She thought of all her friends and found not one she could trust, not one she could count on. Few who she had trusted hurt her when she was most vulnerable. She felt that each one of her friends wanted something from her. Hope was a very talented girl and famous at school. She felt that some wanted to cash in on her talent and some on her recognition. With repeated breaches of trust, Hope started believing that it was all her fault, that something was wrong with her, that maybe, she wasn’t good enough.

She stopped making efforts to talk to people, started lying to her friends, started being selfish. Then, she was branded a snob.

One day, her dad got the news that they had to relocate because of his job.

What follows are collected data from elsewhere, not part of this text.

//! Single-value rolling statistics evaluated at one prefix length.

use crate::analytics::primitives::{
    max_with_tolerance, mean, min_with_tolerance, population_std_dev, DEFAULT_EPS,
};
use crate::analytics::windows::WindowParams;
use crate::error::RollingError;
use serde::{Deserialize, Serialize};
use std::fmt;
use std::str::FromStr;
use tracing::trace;

/// Rolling statistics supported by the engine.
#[derive(Debug, Clone, Copy, PartialEq, Eq, Hash, Serialize, Deserialize)]
#[serde(rename_all = "lowercase")]
pub enum Statistic {
    Mean,
    Max,
    Min,
    Std,
}

impl Statistic {
    pub const ALL: [Statistic; 4] = [
        Statistic::Mean,
        Statistic::Max,
        Statistic::Min,
        Statistic::Std,
    ];

    /// Applies the statistic to an already selected, non-empty window.
    pub fn compute(&self, window: &[f64], eps: f64) -> f64 {
        match self {
            Statistic::Mean => mean(window),
            Statistic::Max => max_with_tolerance(window, eps),
            Statistic::Min => min_with_tolerance(window, eps),
            Statistic::Std => population_std_dev(window),
        }
    }

    /// Whether the batch form reports `data[0]` in its first slot.
    ///
    /// Location statistics do; the dispersion statistic is evaluated at
    /// prefix length one like every other slot.
    pub fn seeds_first(&self) -> bool {
        !matches!(self, Statistic::Std)
    }

    /// Evaluates the statistic over the trailing window selected by `params`.
    pub fn evaluate(
        &self,
        data: &[f64],
        params: &WindowParams,
        eps: f64,
    ) -> Result<f64, RollingError> {
        let window = params.window(data)?;
        let value = self.compute(window, eps);
        trace!(
            statistic = %self,
            valid_length = params.valid_length,
            window = window.len(),
            value,
            "rolling statistic"
        );
        Ok(value)
    }
}

impl fmt::Display for Statistic {
    fn fmt(&self, f: &mut fmt::Formatter<'_>) -> fmt::Result {
        let repr = match self {
            Statistic::Mean => "mean",
            Statistic::Max => "max",
            Statistic::Min => "min",
            Statistic::Std => "std",
        };
        write!(f, "{repr}")
    }
}

impl FromStr for Statistic {
    type Err = String;

    fn from_str(value: &str) -> Result<Self, Self::Err> {
        match value.to_lowercase().as_str() {
            "mean" => Ok(Statistic::Mean),
            "max" => Ok(Statistic::Max),
            "min" => Ok(Statistic::Min),
            "std" | "stddev" | "std_dev" => Ok(Statistic::Std),
            other => Err(format!("unknown statistic '{}'", other)),
        }
    }
}

/// Mean of the trailing window at `valid_length`.
pub fn rolling_mean(
    data: &[f64],
    valid_length: usize,
    window_length: usize,
    min_periods: usize,
) -> Result<f64, RollingError> {
    let params = WindowParams::new(valid_length, window_length, min_periods);
    Statistic::Mean.evaluate(data, &params, DEFAULT_EPS)
}

/// Maximum of the trailing window at `valid_length`.
pub fn rolling_max(
    data: &[f64],
    valid_length: usize,
    window_length: usize,
    min_periods: usize,
) -> Result<f64, RollingError> {
    let params = WindowParams::new(valid_length, window_length, min_periods);
    Statistic::Max.evaluate(data, &params, DEFAULT_EPS)
}

/// Minimum of the trailing window at `valid_length`.
pub fn rolling_min(
    data: &[f64],
    valid_length: usize,
    window_length: usize,
    min_periods: usize,
) -> Result<f64, RollingError> {
    let params = WindowParams::new(valid_length, window_length, min_periods);
    Statistic::Min.evaluate(data, &params, DEFAULT_EPS)
}

/// Population standard deviation of the trailing window at `valid_length`.
pub fn rolling_std(
    data: &[f64],
    valid_length: usize,
    window_length: usize,
    min_periods: usize,
) -> Result<f64, RollingError> {
    let params = WindowParams::new(valid_length, window_length, min_periods);
    Statistic::Std.evaluate(data, &params, DEFAULT_EPS)
}
//! Rolling statistics over a numeric column read from stdin
//!
//! Run with: `printf '1\n2\n3\n' | cargo run --bin rolling-stats`
//!
//! Configure with the ROLLING_WINDOW, ROLLING_MIN_PERIODS, ROLLING_EPS,
//! ROLLING_PADDING and ROLLING_PARALLEL_THRESHOLD environment variables.
//! Set RUST_LOG (e.g. `RUST_LOG=rolling_analytics=trace`) to see engine logs.

use rolling_analytics::{RollingConfig, RollingSeries};
use std::io::{self, Write};
use tracing_subscriber::EnvFilter;

fn main() -> Result<(), Box<dyn std::error::Error>> {
    tracing_subscriber::fmt()
        .with_env_filter(EnvFilter::from_default_env())
        .with_writer(io::stderr)
        .init();

    let config = RollingConfig::from_env()?;
    tracing::info!(?config, "starting rolling-stats");

    let mut reader = csv::ReaderBuilder::new()
        .has_headers(false)
        .trim(csv::Trim::All)
        .from_reader(io::stdin());

    let stdout = io::stdout();
    let mut out = stdout.lock();
    writeln!(out, "index\tvalue\tmean\tmax\tmin\tstd\tewm")?;

    let mut series = RollingSeries::new(config)?;
    for (index, record) in reader.records().enumerate() {
        let record = record?;
        let Some(field) = record.get(0) else {
            continue;
        };
        let value: f64 = field
            .parse()
            .map_err(|err| format!("line {}: invalid number {:?}: {}", index + 1, field, err))?;

        match series.push(value) {
            Ok(s) => writeln!(
                out,
                "{}\t{}\t{}\t{}\t{}\t{}\t{}",
                index, value, s.mean, s.max, s.min, s.std, s.ewm
            )?,
            Err(err) => {
                tracing::debug!(index, error = %err, "statistics undefined");
                writeln!(out, "{}\t{}\tNaN\tNaN\tNaN\tNaN\tNaN", index, value)?
            }
        }
    }

    Ok(())
}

They would be moving after the end of Hope’s school year. Hope was happy, the school was a pain for her now that she was the snooty girl, plus she felt worthless nowadays.

So, a new session brought a new school, new people, new courses, and a new hope. Hope had an entire game plan ready. She had heard people gossip about her at her old school, and she thought they knew what was wrong with her. Hence she decided to hide those facts. She didn’t tell anyone about her different talents in the new school, never participated in any extracurricular activities, stayed quiet about what she felt, and never gave her opinion. She found new friends, but soon these friends saw the real Hope, and history repeated itself. Hope was miserable.

In this new school was a girl named Faith. Faith was very popular. She was like the Hope of this school, and only, she was adored by her friends. Hope never heard anyone plotting against Faith or talking behind her back. Hope envied Faith; she had everything Hope had ever hoped for, and all Hope had ever hoped for was some friends. Faith was a star, and sometimes, Hope wanted to be one too; sometimes, Hope missed the spotlight.

Well, as they say, the shine of a diamond doesn’t stay hidden for long. Soon everyone at school started noticing Hope’s talents. If ever she entered contests, she won without exception. But this time, though, she wouldn’t let anyone near her. Hope stayed in solitude, mostly crying when no one was watching and never showing anyone how sad, lonely, and broken she was. Her parents had some idea about this, but they could only do so much because, for Hope, the acceptance of her peers was very important, which she was now rejecting and had entered a vicious cycle of self-destruction. Hope felt cheated, and she thought everything came easy to Faith; she thought her entire life was a joke. She had reached her limit. Hope hanged herself.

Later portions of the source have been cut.